▶ ASSIGNMENT
What is needed is a word-for-word transcription of every record below.

--- LISTED ENTRIES Enclosed Below ---

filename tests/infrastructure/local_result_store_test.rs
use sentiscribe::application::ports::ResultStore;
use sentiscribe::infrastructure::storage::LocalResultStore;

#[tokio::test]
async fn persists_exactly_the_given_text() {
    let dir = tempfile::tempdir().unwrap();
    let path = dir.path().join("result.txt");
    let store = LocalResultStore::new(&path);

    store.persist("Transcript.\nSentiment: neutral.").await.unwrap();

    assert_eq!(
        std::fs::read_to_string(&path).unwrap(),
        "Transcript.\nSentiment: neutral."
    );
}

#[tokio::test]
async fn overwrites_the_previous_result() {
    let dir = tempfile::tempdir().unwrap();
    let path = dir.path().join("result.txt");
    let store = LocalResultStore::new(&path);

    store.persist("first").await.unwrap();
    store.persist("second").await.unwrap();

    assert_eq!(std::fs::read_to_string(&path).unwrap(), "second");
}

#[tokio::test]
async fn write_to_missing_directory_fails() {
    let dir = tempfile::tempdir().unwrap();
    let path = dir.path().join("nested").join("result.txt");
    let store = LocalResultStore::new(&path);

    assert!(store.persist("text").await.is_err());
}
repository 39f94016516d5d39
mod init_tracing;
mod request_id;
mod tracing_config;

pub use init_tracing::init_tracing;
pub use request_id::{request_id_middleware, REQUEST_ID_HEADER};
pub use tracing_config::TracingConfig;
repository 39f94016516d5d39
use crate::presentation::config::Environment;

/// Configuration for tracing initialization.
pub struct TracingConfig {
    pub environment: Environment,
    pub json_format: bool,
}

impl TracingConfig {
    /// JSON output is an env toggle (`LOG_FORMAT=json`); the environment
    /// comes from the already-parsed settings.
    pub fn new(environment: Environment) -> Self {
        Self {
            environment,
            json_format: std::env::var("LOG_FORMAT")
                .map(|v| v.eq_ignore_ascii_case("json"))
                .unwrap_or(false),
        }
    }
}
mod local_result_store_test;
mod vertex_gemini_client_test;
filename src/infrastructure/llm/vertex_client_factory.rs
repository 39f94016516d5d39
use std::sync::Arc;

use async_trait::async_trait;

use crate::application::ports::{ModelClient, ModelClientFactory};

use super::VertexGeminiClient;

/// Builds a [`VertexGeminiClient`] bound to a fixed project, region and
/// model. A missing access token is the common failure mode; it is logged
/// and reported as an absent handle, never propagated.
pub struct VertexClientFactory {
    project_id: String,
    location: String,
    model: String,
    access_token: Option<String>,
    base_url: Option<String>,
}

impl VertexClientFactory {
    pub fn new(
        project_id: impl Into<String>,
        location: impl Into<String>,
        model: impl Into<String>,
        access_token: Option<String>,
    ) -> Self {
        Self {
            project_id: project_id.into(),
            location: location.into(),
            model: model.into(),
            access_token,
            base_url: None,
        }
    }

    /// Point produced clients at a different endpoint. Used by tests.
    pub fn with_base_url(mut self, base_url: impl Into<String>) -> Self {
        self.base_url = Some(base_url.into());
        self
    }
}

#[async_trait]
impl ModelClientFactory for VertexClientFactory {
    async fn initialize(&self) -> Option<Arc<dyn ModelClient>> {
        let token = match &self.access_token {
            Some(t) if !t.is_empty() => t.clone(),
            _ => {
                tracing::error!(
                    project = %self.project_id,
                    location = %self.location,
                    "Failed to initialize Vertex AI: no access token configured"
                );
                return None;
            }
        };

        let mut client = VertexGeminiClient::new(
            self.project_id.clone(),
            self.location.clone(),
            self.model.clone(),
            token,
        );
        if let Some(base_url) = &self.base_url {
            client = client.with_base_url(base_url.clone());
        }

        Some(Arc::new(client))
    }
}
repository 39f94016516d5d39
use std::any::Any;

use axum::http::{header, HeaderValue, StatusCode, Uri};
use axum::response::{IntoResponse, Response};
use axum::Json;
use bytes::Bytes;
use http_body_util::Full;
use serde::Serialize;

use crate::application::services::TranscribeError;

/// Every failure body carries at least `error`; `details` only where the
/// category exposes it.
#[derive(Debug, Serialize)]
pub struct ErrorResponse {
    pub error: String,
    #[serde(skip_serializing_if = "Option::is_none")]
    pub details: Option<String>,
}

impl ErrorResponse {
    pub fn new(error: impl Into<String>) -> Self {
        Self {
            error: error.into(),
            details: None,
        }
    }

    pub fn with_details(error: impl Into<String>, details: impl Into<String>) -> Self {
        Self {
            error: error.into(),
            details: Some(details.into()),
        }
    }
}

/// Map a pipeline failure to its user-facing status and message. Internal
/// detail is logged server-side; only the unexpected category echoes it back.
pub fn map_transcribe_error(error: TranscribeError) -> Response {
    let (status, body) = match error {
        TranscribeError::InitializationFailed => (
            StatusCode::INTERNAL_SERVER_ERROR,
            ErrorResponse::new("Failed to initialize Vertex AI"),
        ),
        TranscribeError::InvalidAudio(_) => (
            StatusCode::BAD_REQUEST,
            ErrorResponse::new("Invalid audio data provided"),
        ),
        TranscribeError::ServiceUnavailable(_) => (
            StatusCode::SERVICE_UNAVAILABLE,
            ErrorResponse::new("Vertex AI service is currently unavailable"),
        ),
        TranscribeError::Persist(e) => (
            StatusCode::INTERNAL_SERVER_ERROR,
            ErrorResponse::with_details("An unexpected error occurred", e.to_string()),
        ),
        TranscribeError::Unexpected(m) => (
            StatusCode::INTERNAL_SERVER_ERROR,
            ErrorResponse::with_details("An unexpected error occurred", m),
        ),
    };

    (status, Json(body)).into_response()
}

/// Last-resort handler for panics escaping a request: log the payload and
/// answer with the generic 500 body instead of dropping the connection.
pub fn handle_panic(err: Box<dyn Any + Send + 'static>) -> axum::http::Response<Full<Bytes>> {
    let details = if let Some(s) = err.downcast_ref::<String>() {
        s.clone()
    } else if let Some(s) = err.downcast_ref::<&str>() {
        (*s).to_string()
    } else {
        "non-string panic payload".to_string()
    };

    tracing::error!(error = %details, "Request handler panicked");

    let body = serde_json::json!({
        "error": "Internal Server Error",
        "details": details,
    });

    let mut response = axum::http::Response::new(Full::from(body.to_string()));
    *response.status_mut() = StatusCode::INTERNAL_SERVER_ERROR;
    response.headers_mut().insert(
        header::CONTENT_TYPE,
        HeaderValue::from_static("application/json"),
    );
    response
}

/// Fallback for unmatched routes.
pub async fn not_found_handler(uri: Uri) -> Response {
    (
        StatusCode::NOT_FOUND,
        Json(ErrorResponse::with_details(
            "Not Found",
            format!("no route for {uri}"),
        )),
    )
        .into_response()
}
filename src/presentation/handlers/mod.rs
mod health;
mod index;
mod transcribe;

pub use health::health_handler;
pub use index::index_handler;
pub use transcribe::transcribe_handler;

--- End of Enclosed LISTED ENTRIES ---

▶ REPLY
filename tests/infrastructure/local_result_store_test.rs
use sentiscribe::application::ports::ResultStore;
use sentiscribe::infrastructure::storage::LocalResultStore;

#[tokio::test]
async fn persists_exactly_the_given_text() {
    let dir = tempfile::tempdir().unwrap();
    let path = dir.path().join("result.txt");
    let store = LocalResultStore::new(&path);

    store.persist("Transcript.\nSentiment: neutral.").await.unwrap();

    assert_eq!(
        std::fs::read_to_string(&path).unwrap(),
        "Transcript.\nSentiment: neutral."
    );
}

#[tokio::test]
async fn overwrites_the_previous_result() {
    let dir = tempfile::tempdir().unwrap();
    let path = dir.path().join("result.txt");
    let store = LocalResultStore::new(&path);

    store.persist("first").await.unwrap();
    store.persist("second").await.unwrap();

    assert_eq!(std::fs::read_to_string(&path).unwrap(), "second");
}

#[tokio::test]
async fn write_to_missing_directory_fails() {
    let dir = tempfile::tempdir().unwrap();
    let path = dir.path().join("nested").join("result.txt");
    let store = LocalResultStore::new(&path);

    assert!(store.persist("text").await.is_err());
}
repository 39f94016516d5d39
mod init_tracing;
mod request_id;
mod tracing_config;

pub use init_tracing::init_tracing;
pub use request_id::{request_id_middleware, REQUEST_ID_HEADER};
pub use tracing_config::TracingConfig;
repository 39f94016516d5d39
use crate::presentation::config::Environment;

/// Configuration for tracing initialization.
pub struct TracingConfig {
    pub environment: Environment,
    pub json_format: bool,
}

impl TracingConfig {
    /// JSON output is an env toggle (`LOG_FORMAT=json`); the environment
    /// comes from the already-parsed settings.
    pub fn new(environment: Environment) -> Self {
        Self {
            environment,
            json_format: std::env::var("LOG_FORMAT")
                .map(|v| v.eq_ignore_ascii_case("json"))
                .unwrap_or(false),
        }
    }
}
mod local_result_store_test;
mod vertex_gemini_client_test;
filename src/infrastructure/llm/vertex_client_factory.rs
repository 39f94016516d5d39
use std::sync::Arc;

use async_trait::async_trait;

use crate::application::ports::{ModelClient, ModelClientFactory};

use super::VertexGeminiClient;

/// Builds a [`VertexGeminiClient`] bound to a fixed project, region and
/// model. A missing access token is the common failure mode; it is logged
/// and reported as an absent handle, never propagated.
pub struct VertexClientFactory {
    project_id: String,
    location: String,
    model: String,
    access_token: Option<String>,
    base_url: Option<String>,
}

impl VertexClientFactory {
    pub fn new(
        project_id: impl Into<String>,
        location: impl Into<String>,
        model: impl Into<String>,
        access_token: Option<String>,
    ) -> Self {
        Self {
            project_id: project_id.into(),
            location: location.into(),
            model: model.into(),
            access_token,
            base_url: None,
        }
    }

    /// Point produced clients at a different endpoint. Used by tests.
    pub fn with_base_url(mut self, base_url: impl Into<String>) -> Self {
        self.base_url = Some(base_url.into());
        self
    }
}

#[async_trait]
impl ModelClientFactory for VertexClientFactory {
    async fn initialize(&self) -> Option<Arc<dyn ModelClient>> {
        let token = match &self.access_token {
            Some(t) if !t.is_empty() => t.clone(),
            _ => {
                tracing::error!(
                    project = %self.project_id,
                    location = %self.location,
                    "Failed to initialize Vertex AI: no access token configured"
                );
                return None;
            }
        };

        let mut client = VertexGeminiClient::new(
            self.project_id.clone(),
            self.location.clone(),
            self.model.clone(),
            token,
        );
        if let Some(base_url) = &self.base_url {
            client = client.with_base_url(base_url.clone());
        }

        Some(Arc::new(client))
    }
}
repository 39f94016516d5d39
use std::any::Any;

use axum::http::{header, HeaderValue, StatusCode, Uri};
use axum::response::{IntoResponse, Response};
use axum::Json;
use bytes::Bytes;
use http_body_util::Full;
use serde::Serialize;

use crate::application::services::TranscribeError;

/// Every failure body carries at least `error`; `details` only where the
/// category exposes it.
#[derive(Debug, Serialize)]
pub struct ErrorResponse {
    pub error: String,
    #[serde(skip_serializing_if = "Option::is_none")]
    pub details: Option<String>,
}

impl ErrorResponse {
    pub fn new(error: impl Into<String>) -> Self {
        Self {
            error: error.into(),
            details: None,
        }
    }

    pub fn with_details(error: impl Into<String>, details: impl Into<String>) -> Self {
        Self {
            error: error.into(),
            details: Some(details.into()),
        }
    }
}

/// Map a pipeline failure to its user-facing status and message. Internal
/// detail is logged server-side; only the unexpected category echoes it back.
pub fn map_transcribe_error(error: TranscribeError) -> Response {
    let (status, body) = match error {
        TranscribeError::InitializationFailed => (
            StatusCode::INTERNAL_SERVER_ERROR,
            ErrorResponse::new("Failed to initialize Vertex AI"),
        ),
        TranscribeError::InvalidAudio(_) => (
            StatusCode::BAD_REQUEST,
            ErrorResponse::new("Invalid audio data provided"),
        ),
        TranscribeError::ServiceUnavailable(_) => (
            StatusCode::SERVICE_UNAVAILABLE,
            ErrorResponse::new("Vertex AI service is currently unavailable"),
        ),
        TranscribeError::Persist(e) => (
            StatusCode::INTERNAL_SERVER_ERROR,
            ErrorResponse::with_details("An unexpected error occurred", e.to_string()),
        ),
        TranscribeError::Unexpected(m) => (
            StatusCode::INTERNAL_SERVER_ERROR,
            ErrorResponse::with_details("An unexpected error occurred", m),
        ),
    };

    (status, Json(body)).into_response()
}

/// Last-resort handler for panics escaping a request: log the payload and
/// answer with the generic 500 body instead of dropping the connection.
pub fn handle_panic(err: Box<dyn Any + Send + 'static>) -> axum::http::Response<Full<Bytes>> {
    let details = if let Some(s) = err.downcast_ref::<String>() {
        s.clone()
    } else if let Some(s) = err.downcast_ref::<&str>() {
        (*s).to_string()
    } else {
        "non-string panic payload".to_string()
    };

    tracing::error!(error = %details, "Request handler panicked");

    let body = serde_json::json!({
        "error": "Internal Server Error",
        "details": details,
    });

    let mut response = axum::http::Response::new(Full::from(body.to_string()));
    *response.status_mut() = StatusCode::INTERNAL_SERVER_ERROR;
    response.headers_mut().insert(
        header::CONTENT_TYPE,
        HeaderValue::from_static("application/json"),
    );
    response
}

/// Fallback for unmatched routes.
pub async fn not_found_handler(uri: Uri) -> Response {
    (
        StatusCode::NOT_FOUND,
        Json(ErrorResponse::with_details(
            "Not Found",
            format!("no route for {uri}"),
        )),
    )
        .into_response()
}
filename src/presentation/handlers/mod.rs
mod health;
mod index;
mod transcribe;

pub use health::health_handler;
pub use index::index_handler;
pub use transcribe::transcribe_handler;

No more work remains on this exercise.